Aux États-Unis, les victimes d’actes criminels se sont vu conférer des droits substantiels par des amendements inscrits au Code fédéral étatsunien (United States Code, USC). Ces amendements ont été introduits conformément à la loi étatsunienne de 2004 intitulée Une justice pour tous (Justice for All Act, 2004). Les victimes d’infractions fédérales ont maintenant un avocat mis à leur service et bénéficient d’autres nouveaux droits depuis la promulgation de la Loi sur les droits de victimes de crimes (Crime Victims Rights Act, CVRA) de Scott Campbell, Stephanie Roper, Wendy Preston, Louarna Gillis, et Nila Lynn[1]. Si la CVRA ne met pas directement un avocat à la disposition des victimes, elle leur donne néanmoins divers droits. Les victimes peuvent par exemple intervenir dans divers aspects des procédures judiciaires, être tenues informées du déroulement des opérations et participer à certaines procédures décisionnelles importantes, que ce soit avant ou pendant le procès, mais aussi lors de la détermination de la peine. Bien que les victimes se voient conférer un statut au tribunal, elles ne deviennent pas pour autant parties prenantes des procédures, à moins d’apparaître dans une motion qui affirme clairement leurs droits selon la CVRA. Beloof (2005 : 260) ajoute que pour que les victimes puissent réellement agir, il faut d’abord que « le statut, les solutions et les contestations arrimés aux droits des victimes soient directement applicables par les victimes elles-mêmes ». La CVRA a souligné la nécessité d’une réforme articulée à la troisième vague des droits des victimes. Cette loi contribue significativement à faire des victimes de crimes des parties prenantes du système de justice pénale. La CVRA corrige donc le caractère discriminatoire et non applicable des droits des victimes afin que leurs fondements ne reposent plus sur un socle fragile (Beloof, 2005 : 338-339). La possibilité d’engager des avocats, mais aussi de leur donner des consignes, est vitale pour que la capacité d’agir des victimes devienne une réalité. Elle apparaît comme un précieux moyen pour se faire entendre à côté de l’accusé et de l’État.
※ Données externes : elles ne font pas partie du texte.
//! The action catalog.
//!
//! Actions own their side effects: buffer edits, mark and register updates,
//! mode changes, and host calls all happen here. Each returns whether it
//! applied; a failed action leaves the buffer untouched and is not
//! remembered for `.`.

use log::trace;

use crate::buffer::Mark;
use crate::cmd::Cmd;
use crate::editor::{Editor, Mode};
use crate::host::FocusDir;
use crate::keys::{self, Rune};
use crate::motion::Span;

/// Run `mc` as the operand of an action with count `count`, then store the
/// covered runes: always into the anonymous slot, into the named letter slot
/// when one was given, and line-wise spans rotate the numeric ring.
fn yank(ed: &mut Editor, buf: Option<char>, count: u16, mc: &Cmd) -> Option<Span> {
	let mut mc = *mc;
	mc.count = mc.count.saturating_mul(count.max(1));
	let m = ed.run_motion_chr(true, &mc)?;
	let runes = ed.win.buf.slice(m.beg, m.end);
	ed.yanks.store(buf, runes, m.linewise);
	Some(m)
}

/// `y`: yank the operand and leave the selection marks on it.
pub fn a_y(ed: &mut Editor, buf: Option<char>, c: &Cmd, mc: &Cmd) -> bool {
	let Some(m) = yank(ed, buf, c.count, mc) else {
		return false;
	};
	ed.win.buf.mark_set(Mark::SelBeg, m.beg);
	ed.win.buf.mark_set(Mark::SelEnd, m.end);
	true
}

/// `d` and `x`: yank then delete. `x` is delete with a one-rune `l` operand.
pub fn a_d(ed: &mut Editor, buf: Option<char>, c: &Cmd, mc: &Cmd) -> bool {
	let synth = Cmd { count: 1, chr: b'l', arg: None };
	let mc = if c.chr == b'x' { &synth } else { mc };
	let Some(m) = yank(ed, buf, c.count, mc) else {
		return false;
	};
	ed.win.buf.delete(m.beg, m.end);
	ed.win.cursor = m.beg;
	ed.commit();
	true
}

/// `c`: like `d`, but a line-wise operand keeps its trailing newline and
/// starts at the indent, and the editor drops into insert mode afterward.
/// `cw` from a word behaves like `ce`, so the space after the word survives.
pub fn a_c(ed: &mut Editor, buf: Option<char>, c: &Cmd, mc: &Cmd) -> bool {
	let mut mc = *mc;
	if matches!(mc.chr, b'w' | b'W') && !ed.win.buf.rune_at(ed.win.cursor).is_whitespace() {
		mc.chr = if mc.chr == b'w' { b'e' } else { b'E' };
	}
	let Some(mut m) = yank(ed, buf, c.count, &mc) else {
		return false;
	};
	if m.linewise {
		m.beg = ed.win.buf.first_nonblank(m.beg);
		m.end -= 1;
	}
	ed.win.buf.delete(m.beg, m.end);
	ed.win.cursor = m.beg;
	ed.enter_insert(1);
	true
}

/// `p` and `P`: insert a register's contents, `count` times over.
pub fn a_put(ed: &mut Editor, buf: Option<char>, c: &Cmd, _mc: &Cmd) -> bool {
	let Some(slot) = ed.yanks.slot(buf) else {
		return false;
	};
	if slot.is_empty() {
		return false;
	}
	let runes = slot.runes.clone();
	let linemode = slot.linemode;
	let cu = ed.win.cursor;
	let at = if linemode {
		if c.chr == b'P' {
			ed.win.buf.bol(cu)
		} else {
			(ed.win.buf.eol(cu) + 1).min(ed.win.buf.len())
		}
	} else if c.chr == b'p' && ed.win.buf.rune_at(cu) != '\n' {
		cu + 1
	} else {
		cu
	};
	for _ in 0..c.count.max(1) {
		ed.win.buf.insert(at, &runes);
	}
	ed.win.cursor = at;
	ed.commit();
	true
}

/// `m`: drop a mark named by the argument rune at the cursor.
pub fn a_mark(ed: &mut Editor, _buf: Option<char>, c: &Cmd, _mc: &Cmd) -> bool {
	let Some(arg) = c.arg else {
		return false;
	};
	ed.win.buf.mark_set(Mark::Name(arg), ed.win.cursor);
	true
}

/// The insert-entry family. Each variant places the cursor, then hands
/// control to the insertion interpreter; `o` and `O` open their new line by
/// feeding it an initial newline, which also records it for replay.
pub fn a_ins(ed: &mut Editor, _buf: Option<char>, c: &Cmd, _mc: &Cmd) -> bool {
	let cu = ed.win.cursor;
	match c.chr {
		b'a' => {
			if ed.win.buf.rune_at(cu) != '\n' {
				ed.win.cursor = cu + 1;
			}
		}
		b'A' => ed.win.cursor = ed.win.buf.eol(cu),
		b'I' => ed.win.cursor = ed.win.buf.first_nonblank(cu),
		b'o' => ed.win.cursor = ed.win.buf.eol(cu),
		b'O' => ed.win.cursor = ed.win.buf.first_nonblank(cu),
		_ => {}
	}
	ed.enter_insert(c.count);
	match c.chr {
		b'o' => ed.insert(Rune::Char('\n')),
		b'O' => {
			// the indent-preserving newline handler builds the line above;
			// the cursor then goes back to sit at its end
			let saved = ed.win.cursor;
			ed.insert(Rune::Char('\n'));
			ed.win.cursor = saved;
		}
		_ => {}
	}
	true
}

/// `u`: one direction-aware step through the undo log. Each use flips the
/// direction, which is what makes `u u` an alternation.
pub fn a_undo(ed: &mut Editor, _buf: Option<char>, _c: &Cmd, _mc: &Cmd) -> bool {
	let redo = ed.repeat.redo;
	let Some(cu) = ed.win.buf.undo(redo) else {
		return false;
	};
	ed.win.cursor = cu;
	ed.repeat.redo = !redo;
	true
}

/// `.`: re-dispatch the remembered command. A count overrides the stored
/// counts; a repeat of `u` keeps walking the same way through the undo log.
/// If the command lands in insert mode, the recorded insertion is replayed
/// and closed with Esc.
pub fn a_repeat(ed: &mut Editor, _buf: Option<char>, c: &Cmd, _mc: &Cmd) -> bool {
	if ed.repeat.cmd.chr == 0 || ed.repeat.cmd.chr == b'.' {
		return false;
	}
	let buf = ed.repeat.buf;
	let mut cmd = ed.repeat.cmd;
	let mut mot = ed.repeat.mot;
	if c.count != 0 {
		cmd.count = c.count;
		mot.count = 1;
	}
	if cmd.chr == b'u' {
		ed.repeat.redo = !ed.repeat.redo;
	} else {
		debug_assert!(!ed.repeat.redo);
	}
	trace!("repeat: cmd={cmd:?} motion={mot:?}");
	ed.find.locked = true;
	ed.log.lock();
	let ok = ed.dispatch(buf, cmd, mot);
	if ok && ed.mode() == Mode::Insert {
		let mut replay = ed.log.runes().to_vec();
		if matches!(cmd.chr, b'o' | b'O') && !replay.is_empty() {
			// the entry newline was already emitted by the action itself
			replay.remove(0);
		}
		for r in replay {
			ed.insert(r);
		}
		ed.insert(Rune::Esc);
	}
	ed.log.unlock();
	ed.find.locked = false;
	ok
}

/// The scroll group. `^E`/`^Y` move by the count; `^U`/`^D` move by the last
/// explicit count they were given, defaulting to a third of the view.
pub fn a_scroll(ed: &mut Editor, _buf: Option<char>, c: &Cmd, _mc: &Cmd) -> bool {
	let lines = match c.chr {
		keys::CTRL_E => c.count.max(1) as isize,
		keys::CTRL_Y => -(c.count.max(1) as isize),
		_ => {
			if c.count != 0 {
				ed.sticky_scroll = c.count;
			}
			let n = if ed.sticky_scroll != 0 {
				ed.sticky_scroll as isize
			} else {
				(ed.win.rows() / 3).max(1) as isize
			};
			if c.chr == keys::CTRL_U { -n } else { n }
		}
	};
	ed.win.scroll(lines);
	ed.scrolling = true;
	true
}

/// `^T`: show or hide the tag window.
pub fn a_tag(ed: &mut Editor, _buf: Option<char>, _c: &Cmd, _mc: &Cmd) -> bool {
	ed.host.toggle_tag();
	true
}

/// `^I`: run the current line as an external command.
pub fn a_run(ed: &mut Editor, _buf: Option<char>, _c: &Cmd, _mc: &Cmd) -> bool {
	let cu = ed.win.cursor;
	ed.host.run_line(&mut ed.win, cu);
	true
}

/// `^L` plus a direction rune: move focus to a neighboring window.
pub fn a_focus(ed: &mut Editor, _buf: Option<char>, c: &Cmd, _mc: &Cmd) -> bool {
	let dir = match c.arg {
		Some(Rune::Char('h')) => FocusDir::Left,
		Some(Rune::Char('j')) => FocusDir::Down,
		Some(Rune::Char('k')) => FocusDir::Up,
		Some(Rune::Char('l')) => FocusDir::Right,
		_ => return false,
	};
	ed.host.move_focus(dir);
	true
}

/// `^W`: persist the buffer through the host.
pub fn a_write(ed: &mut Editor, _buf: Option<char>, _c: &Cmd, _mc: &Cmd) -> bool {
	ed.host.persist(&ed.win.buf)
}

/// `^Q`: request a graceful exit.
pub fn a_quit(ed: &mut Editor, _buf: Option<char>, _c: &Cmd, _mc: &Cmd) -> bool {
	ed.host.quit();
	true
}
La CVRA reconnaît des droits aux victimes à l’article 3771 (18 USC) et demande aux tribunaux fédéraux d’assurer à celles-ci l’octroi de ces droits pour les infractions poursuivies par le USC. L’article 3771 remplace l’article 10606 (42 USC), abrogé par la CVRA, puisque ce dernier incluait une liste de droits inapplicables, tels que le droit à être bien traité par les représentants de la justice. Étant inapplicables, de tels droits étaient critiqués parce qu’ils limitaient la participation des victimes là où ils sont censés l’encourager (Beloof, 2005 : 260 ; Davis et Mulford, 2005 ; Kirchengast, 2009). Sous l’article 3771(a) (2) et (3) (18 USC), la CVRA ne permet pas aux victimes de se présenter aux procédures judiciaires. Mais elle leur donne le droit « d’être raisonnablement entendues à n’importe quelle audience publique devant un tribunal du district pour ce qui concerne une libération, une plaidoirie, une détermination de la peine ou encore une libération conditionnelle » et ce, conformément à l’article 3771(a) (4). La CVRA, tel que mentionné dans l’article 3771, présente les droits applicables suivants :

  1. Les droits des victimes de crimes. La victime d’un crime a les droits suivants :

    1. Le droit d’être raisonnablement protégée de l’accusé.
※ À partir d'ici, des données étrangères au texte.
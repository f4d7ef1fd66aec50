//! The rune-sequence buffer.
//!
//! Storage is a flat vector of runes with half-open edit primitives, a mark
//! table, and a commit-based undo log. Reads past the end of the text return
//! `'\n'`: motions treat everything beyond the last rune as an endless run of
//! newlines ("limbo"), which keeps line arithmetic total.

use std::collections::HashMap;

use crate::keys::Rune;

/// Mark names.
///
/// Most marks are plain runes set by the `m` command; the selection endpoints
/// get their own names so they cannot collide with anything the user types.
#[derive(Clone, Copy, PartialEq, Eq, Hash, Debug)]
pub enum Mark {
	Name(Rune),
	SelBeg,
	SelEnd,
}

#[derive(Clone, Debug, Default)]
struct EditOp {
	at: usize,
	removed: Vec<char>,
	inserted: Vec<char>,
}

/// One undo record: every edit between two commits, plus the cursor on both
/// sides so undo can put it back exactly.
#[derive(Clone, Debug, Default)]
struct Commit {
	ops: Vec<EditOp>,
	cursor_before: usize,
	cursor_after: usize,
}

#[derive(Default)]
pub struct Buffer {
	runes: Vec<char>,
	marks: HashMap<Mark, usize>,
	pending: Vec<EditOp>,
	hist: Vec<Commit>,
	applied: usize,
}

impl Buffer {
	pub fn new() -> Self {
		Self::default()
	}

	pub fn from_text(text: &str) -> Self {
		Self {
			runes: text.chars().collect(),
			..Self::default()
		}
	}

	pub fn len(&self) -> usize {
		self.runes.len()
	}

	pub fn is_empty(&self) -> bool {
		self.runes.is_empty()
	}

	pub fn text(&self) -> String {
		self.runes.iter().collect()
	}

	/// The rune at `pos`. Everything past the end of the text is `'\n'`.
	pub fn rune_at(&self, pos: usize) -> char {
		self.runes.get(pos).copied().unwrap_or('\n')
	}

	/// The rune just before `pos`, with the same newline sentinel before the
	/// start of the text.
	pub fn prev_rune(&self, pos: usize) -> char {
		if pos == 0 { '\n' } else { self.rune_at(pos - 1) }
	}

	pub fn slice(&self, beg: usize, end: usize) -> Vec<char> {
		let len = self.len();
		self.runes[beg.min(len)..end.min(len)].to_vec()
	}

	// -- line and column queries ---------------------------------------------

	/// Offset of the first rune of the line containing `pos`.
	pub fn bol(&self, pos: usize) -> usize {
		let mut p = pos.min(self.len());
		while p > 0 && self.runes[p - 1] != '\n' {
			p -= 1;
		}
		p
	}

	/// Offset of the newline ending the line containing `pos`, or the end of
	/// the text when the last line has none.
	pub fn eol(&self, pos: usize) -> usize {
		let len = self.len();
		let mut p = pos.min(len);
		while p < len && self.runes[p] != '\n' {
			p += 1;
		}
		p
	}

	/// First rune of the line that is not a space or tab. May be the newline.
	pub fn first_nonblank(&self, pos: usize) -> usize {
		let len = self.len();
		let mut p = self.bol(pos);
		while p < len && matches!(self.runes[p], ' ' | '\t') {
			p += 1;
		}
		p
	}

	/// Zero-based line number of `pos`.
	pub fn line_of(&self, pos: usize) -> usize {
		let p = pos.min(self.len());
		self.runes[..p].iter().filter(|&&ch| ch == '\n').count()
	}

	/// Column of `pos` within its line. The newline sits at the line's last
	/// column.
	pub fn col_of(&self, pos: usize) -> usize {
		pos.min(self.len()) - self.bol(pos)
	}

	/// Zero-based number of the last real line.
	pub fn last_line(&self) -> usize {
		if self.runes.is_empty() {
			0
		} else {
			self.line_of(self.len() - 1)
		}
	}

	/// Start offset of the given line, if the buffer reaches it.
	pub fn line_start(&self, line: usize) -> Option<usize> {
		let mut at = 0;
		for _ in 0..line {
			at = self.eol(at) + 1;
			if at > self.len() {
				return None;
			}
		}
		Some(at)
	}

	/// The offset of `(line, col)`, with the column clamped into the line.
	pub fn pos_at(&self, line: usize, col: usize) -> Option<usize> {
		let start = self.line_start(line)?;
		let eol = self.eol(start);
		Some(start + col.min(eol - start))
	}

	// -- marks ---------------------------------------------------------------

	pub fn mark_set(&mut self, mark: Mark, pos: usize) {
		self.marks.insert(mark, pos.min(self.len()));
	}

	pub fn mark_get(&self, mark: Mark) -> Option<usize> {
		self.marks.get(&mark).copied()
	}

	// -- edits ---------------------------------------------------------------

	/// Replace `del` runes at `at` with `ins`, shifting marks to follow.
	/// Returns what was removed. Does not touch the undo log.
	fn splice(&mut self, at: usize, del: usize, ins: &[char]) -> Vec<char> {
		let len = self.len();
		let at = at.min(len);
		let end = (at + del).min(len);
		let removed: Vec<char> = self.runes.splice(at..end, ins.iter().copied()).collect();
		let cut = end - at;
		for pos in self.marks.values_mut() {
			if *pos >= end {
				*pos = *pos - cut + ins.len();
			} else if *pos > at {
				*pos = at;
			}
		}
		removed
	}

	pub fn insert(&mut self, at: usize, text: &[char]) {
		if text.is_empty() {
			return;
		}
		let at = at.min(self.len());
		self.splice(at, 0, text);
		self.pending.push(EditOp {
			at,
			removed: Vec::new(),
			inserted: text.to_vec(),
		});
	}

	pub fn insert_rune(&mut self, at: usize, ch: char) {
		self.insert(at, &[ch]);
	}

	pub fn delete(&mut self, beg: usize, end: usize) -> Vec<char> {
		let at = beg.min(self.len());
		let removed = self.splice(at, end.saturating_sub(beg), &[]);
		if !removed.is_empty() {
			self.pending.push(EditOp {
				at,
				removed: removed.clone(),
				inserted: Vec::new(),
			});
		}
		removed
	}

	// -- undo ----------------------------------------------------------------

	pub(crate) fn has_pending(&self) -> bool {
		!self.pending.is_empty()
	}

	/// Seal every edit since the last commit into a single undo record.
	/// Committing on top of undone history drops the stale tail.
	pub fn commit(&mut self, cursor_before: usize, cursor_after: usize) {
		if self.pending.is_empty() {
			return;
		}
		self.hist.truncate(self.applied);
		self.hist.push(Commit {
			ops: std::mem::take(&mut self.pending),
			cursor_before,
			cursor_after,
		});
		self.applied = self.hist.len();
	}

	/// Walk the undo log one record: backward normally, forward when `redo`.
	/// Returns the cursor recorded on the restored side, or `None` at either
	/// end of the log.
	pub fn undo(&mut self, redo: bool) -> Option<usize> {
		if redo {
			if self.applied == self.hist.len() {
				return None;
			}
			let commit = self.hist[self.applied].clone();
			for op in &commit.ops {
				self.splice(op.at, op.removed.len(), &op.inserted);
			}
			self.applied += 1;
			Some(commit.cursor_after.min(self.len()))
		} else {
			if self.applied == 0 {
				return None;
			}
			let commit = self.hist[self.applied - 1].clone();
			for op in commit.ops.iter().rev() {
				self.splice(op.at, op.inserted.len(), &op.removed);
			}
			self.applied -= 1;
			Some(commit.cursor_before.min(self.len()))
		}
	}
}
    2. Le droit à une procédure publique raisonnable, juste et pour laquelle la victime est informée dans des délais suffisants, qu’il s’agisse d’une libération conditionnelle, mais aussi d’une implication de l’accusé dans un crime, une libération ou encore une évasion.

    3. Le droit d’assister à toute audience publique, à moins que le tribunal, après avoir reçu une preuve claire et convaincante, détermine que le témoignage de la victime serait matériellement altéré si celle-ci entendait d’autres témoignages durant la procédure.

    4. Le droit d’être raisonnablement entendue à n’importe quelle audience publique du tribunal de district impliquant une libération, une plaidoirie, une détermination de la peine ou encore une libération conditionnelle.

    5. Le droit raisonnable de s’entretenir avec un représentant du ministère public au sujet du cas qui la concerne.

    6. Le droit à une restitution pleine et dans les délais prescrits par la loi.

    7. Le droit à une procédure qui se fasse dans des délais raisonnables.

    8. Le droit d’être traitée avec équité et dans le respect de sa dignité et de sa vie privée.

  2. Les droits octroyés :

    1. En général. Dans toute procédure judiciaire qui concerne une infraction criminelle impliquant une victime, la cour s’assurera que celle-ci se voit octroyer les droits décrits dans la sous-section (a). Avant de prendre une décision, sous l’égide de la sous-section (a) (3), le tribunal doit tout mettre en oeuvre pour permettre la plus grande assistance possible à la victime. Il doit aussi prendre en compte les solutions de rechange raisonnables à une exclusion de la victime de la procédure pénale. Les raisons avancées dans ce chapitre pour refuser une assistance aux victimes devront être clairement établies dans le procès-verbal.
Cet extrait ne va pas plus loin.